Felicia Lo and Jillian Moreno have both written fabulous books (Dyeing to Spin and Knit and Yarnitecture) that I’ve been planning to work through. My confidence problem hasn’t been so easy to solve until very recently, when the lessons Felicia and Jillian teach finally made their way into my heart as well as my brain. In this spin-along, I want to boost your confidence too by sharing these lessons.
First lesson: It’s okay to play.
You’re not “wasting” a precious braid by experimenting with it. You can always find a use for a handspun skein.
Second lesson: Dyed braids need a different approach from undyed top or raw fiber.
When I started spinning in 1996, I learned to let undyed fiber tell me what it wanted to be. I might have a particular knitting project in mind, or I might find a project to suit the yarn after it was all made. But color adds another dimension.
I’ve only just realized that I should plan my spinning for dyed braids more intentionally—my third and fourth lessons.
Third lesson: Intentional planning means beginning with the end in mind.
These days, I use handspun for knitting (until I can carve out time to explore weaving). In knitted or crocheted projects, multicolor yarn does best in simpler fabrics, where texture doesn’t fight with or get lost in the changing colors. That means emphasizing horizontal lines instead of vertical ones: welts or stripes instead of cables, allover lace panels instead of tiny, intricate motifs; slip stitches in 1 color, such as linen stitch; stranded colorwork or 2-color slip stitch patterns; ombré.
Fourth lesson: Plan your handspun yarn’s color pattern by deciding how much you want to preserve or blend the braid’s colors.
There’s a wide spectrum between wholly blended colors and wholly separate colors—you get to choose! In their books, Jillian and Felicia offer comprehensive discussions of spinning techniques and how they play with different aspects of a handspun yarn.
Fifth lesson: Add reference cards for color to your spinning journal.
I want as much yardage as possible from a precious 4-ounce braid; I don’t want to use up that fiber in sampling. Color reference cards let me sample with “nano” skeins of about 10 yards.
For me, sampling a hand-dyed braid happens in stages. There’s skein sampling, where I evaluate color interaction within the yarn itself. Then there’s fabric sampling, looking at the colors in a fabric swatch (in my case, knitted fabric). Color reference cards can help with both parts.
You may already know how to make a spinning journal with samples for different yarn weights, plies, and woolen/worsted drafting. Once you make a reference card for a 2-ply DK yarn, you don’t have to waste time and fiber every time you want to reproduce that yarn.
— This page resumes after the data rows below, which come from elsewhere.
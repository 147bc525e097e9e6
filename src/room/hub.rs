//! Room engine
//!
//! The room is the single authority over who is connected. It owns:
//! - the membership map, keyed by `ClientId`, holding each member's outbound queue sender
//! - the receiving ends of three intake channels: join, leave and broadcast
//!
//! Concurrency and usage notes:
//! - `Room::run` is the only code that touches the membership map while the
//!   server is live. Clients talk to it exclusively through a `RoomHandle`, so
//!   there is no lock around the map.
//! - The map holds the only sender of each member's outbound queue. Dropping
//!   the entry closes the queue, which is how the client's write pump learns
//!   it has to stop.
//! - Fan-out never waits on a member. A full queue means the member is not
//!   keeping up and it is evicted on the spot, with no retry.

use std::collections::HashMap;
use std::fmt;
use std::sync::Arc;

use tokio::sync::mpsc::{self, error::TrySendError};
use uuid::Uuid;

use crate::room::message::Message;
use crate::trace::Tracer;
use crate::utils::error::RoomClosed;

/// Buffer size of each intake channel. One slot keeps the hand-off as close
/// to a rendezvous as tokio channels allow.
const INTAKE_CAPACITY: usize = 1;

/// Identity of one connection. Never reused, so two clients are never equal.
#[derive(Debug, Clone, Copy, PartialEq, Eq, Hash)]
pub struct ClientId(Uuid);

impl ClientId {
    pub fn new() -> Self {
        Self(Uuid::new_v4())
    }
}

impl Default for ClientId {
    fn default() -> Self {
        Self::new()
    }
}

impl fmt::Display for ClientId {
    fn fmt(&self, f: &mut fmt::Formatter<'_>) -> fmt::Result {
        fmt::Display::fmt(&self.0, f)
    }
}

/// A join request: the client's identity plus the sending half of its
/// outbound queue. Ownership of the sender moves into the room.
#[derive(Debug)]
pub struct Member {
    pub id: ClientId,
    pub queue: mpsc::Sender<Message>,
}

/// Cloneable intake side of a [`Room`]. Every call hands a request to the
/// room's loop and waits only for buffer space, never for the fan-out.
#[derive(Debug, Clone)]
pub struct RoomHandle {
    join: mpsc::Sender<Member>,
    leave: mpsc::Sender<ClientId>,
    forward: mpsc::Sender<Message>,
}

impl RoomHandle {
    /// Submit a join request.
    pub async fn join(&self, member: Member) -> Result<(), RoomClosed> {
        self.join.send(member).await.map_err(|_| RoomClosed)
    }

    /// Ask the room to drop `id`. Leaving a room that has already stopped is
    /// not an error: there is no membership left to undo.
    pub async fn leave(&self, id: ClientId) {
        let _ = self.leave.send(id).await;
    }

    /// Submit a payload for fan-out to every member.
    pub async fn broadcast(&self, message: Message) -> Result<(), RoomClosed> {
        self.forward.send(message).await.map_err(|_| RoomClosed)
    }
}

struct Intake {
    join: mpsc::Receiver<Member>,
    leave: mpsc::Receiver<ClientId>,
    forward: mpsc::Receiver<Message>,
}

/// The membership authority. See the module docs for the concurrency model.
pub struct Room {
    members: HashMap<ClientId, mpsc::Sender<Message>>,
    intake: Intake,
    tracer: Arc<dyn Tracer>,
}

impl Room {
    /// Create a room and the handle clients use to reach it.
    pub fn new(tracer: Arc<dyn Tracer>) -> (Self, RoomHandle) {
        let (join_tx, join_rx) = mpsc::channel(INTAKE_CAPACITY);
        let (leave_tx, leave_rx) = mpsc::channel(INTAKE_CAPACITY);
        let (forward_tx, forward_rx) = mpsc::channel(INTAKE_CAPACITY);

        let room = Self {
            members: HashMap::new(),
            intake: Intake {
                join: join_rx,
                leave: leave_rx,
                forward: forward_rx,
            },
            tracer,
        };
        let handle = RoomHandle {
            join: join_tx,
            leave: leave_tx,
            forward: forward_tx,
        };
        (room, handle)
    }

    /// Process intake requests one at a time until every handle is gone.
    ///
    /// The select is biased towards joins, then leaves, then broadcasts. A
    /// client always sends its join before its leave, so checking the join
    /// channel first means a leave can never overtake the join it undoes.
    pub async fn run(&mut self) {
        loop {
            tokio::select! {
                biased;
                Some(member) = self.intake.join.recv() => self.join(member),
                Some(id) = self.intake.leave.recv() => self.leave(&id),
                Some(message) = self.intake.forward.recv() => self.broadcast(message),
                else => break,
            }
        }
        tracing::debug!("room intake closed, {} members remain", self.members.len());
    }

    /// Add a member. Its queue sender now belongs to the room.
    pub fn join(&mut self, member: Member) {
        self.members.insert(member.id, member.queue);
        self.tracer.trace(&format!("client {} joined", member.id));
    }

    /// Remove a member and close its queue. Unknown ids are ignored.
    pub fn leave(&mut self, id: &ClientId) {
        // Removing the entry drops the last sender, which closes the queue.
        if self.members.remove(id).is_some() {
            self.tracer.trace(&format!("client {id} left"));
        }
    }

    /// Offer `message` to every member without waiting; evict any member
    /// whose queue is full or closed.
    pub fn broadcast(&mut self, message: Message) {
        let tracer = &self.tracer;
        tracer.trace(&format!("message received: {}", message.to_text_lossy()));

        self.members
            .retain(|id, queue| match queue.try_send(message.clone()) {
                Ok(()) => {
                    tracer.trace(&format!("sent to client {id}"));
                    true
                }
                Err(TrySendError::Full(_)) | Err(TrySendError::Closed(_)) => {
                    tracer.trace(&format!("failed to send to client {id}, cleaned up"));
                    false
                }
            });
    }

    pub fn member_count(&self) -> usize {
        self.members.len()
    }

    pub fn is_member(&self, id: &ClientId) -> bool {
        self.members.contains_key(id)
    }
}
Now, start building a similar collection for color techniques. Make reference cards from nano skeins, including lengths of the finished yarn and notes about how you prepped, spun, and plied the fiber. Now you’ve got ideas and records for future skein sampling. Add a knitted/crocheted/woven swatch, and you can easily plan how to use the yarn.
As you’re creating this collection of color reference cards, use every hand-dyed braid to learn—just like Jillian and Felicia did on their way to becoming color goddesses. How do the colors interact in the braid, in the skein, and in the fabric? Most importantly, do you like the results you’re getting? That’s the final test.